- **INFORMATION SUPPLIED**:
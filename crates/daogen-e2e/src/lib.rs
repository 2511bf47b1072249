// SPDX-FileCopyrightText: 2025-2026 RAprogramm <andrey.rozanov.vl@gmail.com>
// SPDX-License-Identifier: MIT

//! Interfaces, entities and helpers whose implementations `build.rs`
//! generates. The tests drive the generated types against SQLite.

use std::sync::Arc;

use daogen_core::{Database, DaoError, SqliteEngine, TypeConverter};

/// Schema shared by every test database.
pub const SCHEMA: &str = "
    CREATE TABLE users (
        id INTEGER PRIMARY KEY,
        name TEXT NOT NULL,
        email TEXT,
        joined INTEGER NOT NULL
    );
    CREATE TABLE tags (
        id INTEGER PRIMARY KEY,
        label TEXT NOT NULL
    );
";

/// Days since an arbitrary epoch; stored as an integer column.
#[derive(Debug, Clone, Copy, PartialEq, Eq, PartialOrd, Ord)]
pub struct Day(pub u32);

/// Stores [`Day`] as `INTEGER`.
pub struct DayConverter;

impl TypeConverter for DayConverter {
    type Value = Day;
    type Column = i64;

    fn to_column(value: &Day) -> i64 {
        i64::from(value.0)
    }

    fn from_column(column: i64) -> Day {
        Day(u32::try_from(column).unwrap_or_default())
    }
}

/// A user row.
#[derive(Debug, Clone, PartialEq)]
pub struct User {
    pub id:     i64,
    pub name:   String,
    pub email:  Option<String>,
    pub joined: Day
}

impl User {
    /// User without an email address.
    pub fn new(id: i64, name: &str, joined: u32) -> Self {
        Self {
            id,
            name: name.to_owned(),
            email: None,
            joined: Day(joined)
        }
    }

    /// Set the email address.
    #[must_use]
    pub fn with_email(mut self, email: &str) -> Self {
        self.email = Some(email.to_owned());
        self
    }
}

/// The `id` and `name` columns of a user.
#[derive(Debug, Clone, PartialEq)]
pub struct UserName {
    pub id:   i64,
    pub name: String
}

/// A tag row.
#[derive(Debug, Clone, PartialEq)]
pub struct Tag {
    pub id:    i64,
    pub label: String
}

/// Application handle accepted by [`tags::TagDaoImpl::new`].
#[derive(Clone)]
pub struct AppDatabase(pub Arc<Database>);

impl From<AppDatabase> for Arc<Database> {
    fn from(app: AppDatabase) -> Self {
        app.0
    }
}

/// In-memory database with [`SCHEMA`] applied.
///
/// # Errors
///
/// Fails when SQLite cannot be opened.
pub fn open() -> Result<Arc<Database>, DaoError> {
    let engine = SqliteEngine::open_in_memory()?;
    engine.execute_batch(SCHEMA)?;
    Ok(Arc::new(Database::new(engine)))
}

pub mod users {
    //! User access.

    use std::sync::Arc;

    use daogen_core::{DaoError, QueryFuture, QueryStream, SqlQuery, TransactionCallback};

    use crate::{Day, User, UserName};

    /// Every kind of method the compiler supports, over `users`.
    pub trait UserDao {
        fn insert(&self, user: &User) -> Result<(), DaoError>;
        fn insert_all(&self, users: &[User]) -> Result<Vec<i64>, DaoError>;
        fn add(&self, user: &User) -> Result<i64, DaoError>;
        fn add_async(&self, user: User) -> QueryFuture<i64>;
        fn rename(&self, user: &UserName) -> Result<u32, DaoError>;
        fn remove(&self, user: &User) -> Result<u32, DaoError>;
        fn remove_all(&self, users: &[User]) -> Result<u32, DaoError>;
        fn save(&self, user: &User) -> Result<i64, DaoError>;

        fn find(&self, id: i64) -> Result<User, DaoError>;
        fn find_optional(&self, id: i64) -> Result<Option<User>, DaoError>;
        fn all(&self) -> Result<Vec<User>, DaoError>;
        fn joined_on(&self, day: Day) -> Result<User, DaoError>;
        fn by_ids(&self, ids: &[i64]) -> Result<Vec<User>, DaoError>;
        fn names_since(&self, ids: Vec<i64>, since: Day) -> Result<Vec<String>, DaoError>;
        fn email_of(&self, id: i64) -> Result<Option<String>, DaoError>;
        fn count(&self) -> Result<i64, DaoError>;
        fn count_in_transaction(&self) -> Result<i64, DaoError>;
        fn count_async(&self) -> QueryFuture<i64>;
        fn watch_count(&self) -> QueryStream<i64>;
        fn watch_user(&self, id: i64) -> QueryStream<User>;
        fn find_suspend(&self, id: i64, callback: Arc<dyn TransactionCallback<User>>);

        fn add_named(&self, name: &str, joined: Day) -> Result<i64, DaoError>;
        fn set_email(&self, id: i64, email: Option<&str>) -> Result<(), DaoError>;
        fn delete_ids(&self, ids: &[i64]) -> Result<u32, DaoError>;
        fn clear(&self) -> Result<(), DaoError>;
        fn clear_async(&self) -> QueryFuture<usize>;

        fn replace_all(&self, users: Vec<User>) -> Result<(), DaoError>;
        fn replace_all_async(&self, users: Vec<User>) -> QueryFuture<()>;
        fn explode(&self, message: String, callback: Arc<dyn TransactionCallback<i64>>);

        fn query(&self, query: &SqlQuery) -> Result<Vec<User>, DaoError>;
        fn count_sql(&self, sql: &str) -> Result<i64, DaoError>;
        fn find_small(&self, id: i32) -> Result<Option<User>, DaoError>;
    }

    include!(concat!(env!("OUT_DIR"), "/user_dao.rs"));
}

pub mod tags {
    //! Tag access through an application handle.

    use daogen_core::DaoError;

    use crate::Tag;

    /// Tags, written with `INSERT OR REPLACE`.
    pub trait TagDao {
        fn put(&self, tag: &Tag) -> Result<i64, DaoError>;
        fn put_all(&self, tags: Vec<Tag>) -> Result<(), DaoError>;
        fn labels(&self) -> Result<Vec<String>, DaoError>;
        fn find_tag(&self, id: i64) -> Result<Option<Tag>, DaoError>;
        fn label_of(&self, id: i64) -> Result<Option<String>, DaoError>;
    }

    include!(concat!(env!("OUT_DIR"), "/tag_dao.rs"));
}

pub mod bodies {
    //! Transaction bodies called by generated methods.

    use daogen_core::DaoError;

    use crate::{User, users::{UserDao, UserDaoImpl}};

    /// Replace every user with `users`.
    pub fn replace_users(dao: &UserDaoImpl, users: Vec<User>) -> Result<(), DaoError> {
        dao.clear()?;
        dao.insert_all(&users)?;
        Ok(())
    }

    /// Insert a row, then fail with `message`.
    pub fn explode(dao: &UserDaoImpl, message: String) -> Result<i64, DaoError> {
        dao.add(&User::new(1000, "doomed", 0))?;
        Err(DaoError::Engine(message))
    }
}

* * *

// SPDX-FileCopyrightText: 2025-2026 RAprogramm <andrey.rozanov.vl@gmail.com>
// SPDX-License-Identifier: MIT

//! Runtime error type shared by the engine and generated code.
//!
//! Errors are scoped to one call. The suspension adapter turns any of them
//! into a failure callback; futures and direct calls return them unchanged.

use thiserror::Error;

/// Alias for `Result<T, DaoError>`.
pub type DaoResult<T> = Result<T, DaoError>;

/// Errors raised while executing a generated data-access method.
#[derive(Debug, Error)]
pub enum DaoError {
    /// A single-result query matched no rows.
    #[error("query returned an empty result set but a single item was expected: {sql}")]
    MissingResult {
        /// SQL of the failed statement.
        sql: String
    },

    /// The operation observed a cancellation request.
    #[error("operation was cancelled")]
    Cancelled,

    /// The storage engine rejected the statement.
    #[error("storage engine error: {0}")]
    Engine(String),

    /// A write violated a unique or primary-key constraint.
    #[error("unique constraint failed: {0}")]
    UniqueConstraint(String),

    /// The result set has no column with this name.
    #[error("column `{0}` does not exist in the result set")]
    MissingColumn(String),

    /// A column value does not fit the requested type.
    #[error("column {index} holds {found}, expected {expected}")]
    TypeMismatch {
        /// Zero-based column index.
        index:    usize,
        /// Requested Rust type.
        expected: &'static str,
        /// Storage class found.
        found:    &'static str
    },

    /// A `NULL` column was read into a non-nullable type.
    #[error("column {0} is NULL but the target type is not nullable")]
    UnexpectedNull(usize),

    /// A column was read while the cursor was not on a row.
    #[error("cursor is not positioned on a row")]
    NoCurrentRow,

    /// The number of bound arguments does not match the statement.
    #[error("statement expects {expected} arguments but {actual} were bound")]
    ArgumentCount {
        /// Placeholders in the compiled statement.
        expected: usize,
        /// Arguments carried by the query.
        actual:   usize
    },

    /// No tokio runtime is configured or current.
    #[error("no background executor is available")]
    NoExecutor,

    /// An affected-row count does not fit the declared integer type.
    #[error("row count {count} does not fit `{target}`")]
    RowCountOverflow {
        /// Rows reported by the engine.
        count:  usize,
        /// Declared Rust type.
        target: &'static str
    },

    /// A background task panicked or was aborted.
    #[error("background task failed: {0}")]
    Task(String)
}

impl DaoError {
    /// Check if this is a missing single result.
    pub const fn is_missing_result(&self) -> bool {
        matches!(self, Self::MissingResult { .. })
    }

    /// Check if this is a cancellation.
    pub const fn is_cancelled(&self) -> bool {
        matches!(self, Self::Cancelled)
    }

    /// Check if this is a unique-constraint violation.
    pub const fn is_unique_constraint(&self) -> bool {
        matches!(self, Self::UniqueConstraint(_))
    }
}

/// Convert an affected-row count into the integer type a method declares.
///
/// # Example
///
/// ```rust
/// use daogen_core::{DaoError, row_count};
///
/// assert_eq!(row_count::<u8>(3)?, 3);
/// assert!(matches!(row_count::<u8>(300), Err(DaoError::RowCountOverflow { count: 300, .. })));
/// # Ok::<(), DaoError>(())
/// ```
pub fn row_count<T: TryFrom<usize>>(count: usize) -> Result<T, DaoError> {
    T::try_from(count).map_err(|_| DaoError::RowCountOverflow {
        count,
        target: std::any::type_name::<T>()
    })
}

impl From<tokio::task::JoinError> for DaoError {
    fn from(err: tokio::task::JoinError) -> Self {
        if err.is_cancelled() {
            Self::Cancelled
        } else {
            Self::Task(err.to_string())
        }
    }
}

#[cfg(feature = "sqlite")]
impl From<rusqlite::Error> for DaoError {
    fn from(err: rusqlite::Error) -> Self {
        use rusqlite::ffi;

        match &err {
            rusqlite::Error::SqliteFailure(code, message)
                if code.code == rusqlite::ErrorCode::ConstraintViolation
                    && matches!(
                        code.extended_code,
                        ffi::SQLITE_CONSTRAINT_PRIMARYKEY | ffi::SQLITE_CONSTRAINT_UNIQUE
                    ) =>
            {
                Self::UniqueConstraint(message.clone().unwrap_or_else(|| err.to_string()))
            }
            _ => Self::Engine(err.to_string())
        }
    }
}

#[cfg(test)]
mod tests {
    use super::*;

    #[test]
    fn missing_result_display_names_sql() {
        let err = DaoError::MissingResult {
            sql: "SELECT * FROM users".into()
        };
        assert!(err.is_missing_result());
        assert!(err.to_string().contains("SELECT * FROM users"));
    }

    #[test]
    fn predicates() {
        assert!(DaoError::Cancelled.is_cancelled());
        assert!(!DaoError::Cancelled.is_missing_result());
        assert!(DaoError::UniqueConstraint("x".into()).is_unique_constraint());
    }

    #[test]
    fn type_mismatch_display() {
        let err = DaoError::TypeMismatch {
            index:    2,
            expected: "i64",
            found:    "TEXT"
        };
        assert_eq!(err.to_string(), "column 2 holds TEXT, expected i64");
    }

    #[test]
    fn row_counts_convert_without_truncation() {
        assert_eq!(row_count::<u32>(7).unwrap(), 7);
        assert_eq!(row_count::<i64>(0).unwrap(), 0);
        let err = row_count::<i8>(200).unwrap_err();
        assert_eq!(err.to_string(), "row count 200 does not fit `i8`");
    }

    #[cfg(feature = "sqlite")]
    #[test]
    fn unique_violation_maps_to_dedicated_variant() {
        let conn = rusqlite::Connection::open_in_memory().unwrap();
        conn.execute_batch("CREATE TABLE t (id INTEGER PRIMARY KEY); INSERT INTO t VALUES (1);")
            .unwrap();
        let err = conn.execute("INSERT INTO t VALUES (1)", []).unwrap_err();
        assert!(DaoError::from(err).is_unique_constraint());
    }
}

- **ASSIGNMENT**:
Using the entries shown above, reproduce verbatim the lines from the line bearing "Self::Task(err.to_string())" to the line bearing "let err = DaoError::MissingResult", inclusive.

- **SOLUTION TO THIS TASK**:
            Self::Task(err.to_string())
        }
    }
}

#[cfg(feature = "sqlite")]
impl From<rusqlite::Error> for DaoError {
    fn from(err: rusqlite::Error) -> Self {
        use rusqlite::ffi;

        match &err {
            rusqlite::Error::SqliteFailure(code, message)
                if code.code == rusqlite::ErrorCode::ConstraintViolation
                    && matches!(
                        code.extended_code,
                        ffi::SQLITE_CONSTRAINT_PRIMARYKEY | ffi::SQLITE_CONSTRAINT_UNIQUE
                    ) =>
            {
                Self::UniqueConstraint(message.clone().unwrap_or_else(|| err.to_string()))
            }
            _ => Self::Engine(err.to_string())
        }
    }
}

#[cfg(test)]
mod tests {
    use super::*;

    #[test]
    fn missing_result_display_names_sql() {
        let err = DaoError::MissingResult {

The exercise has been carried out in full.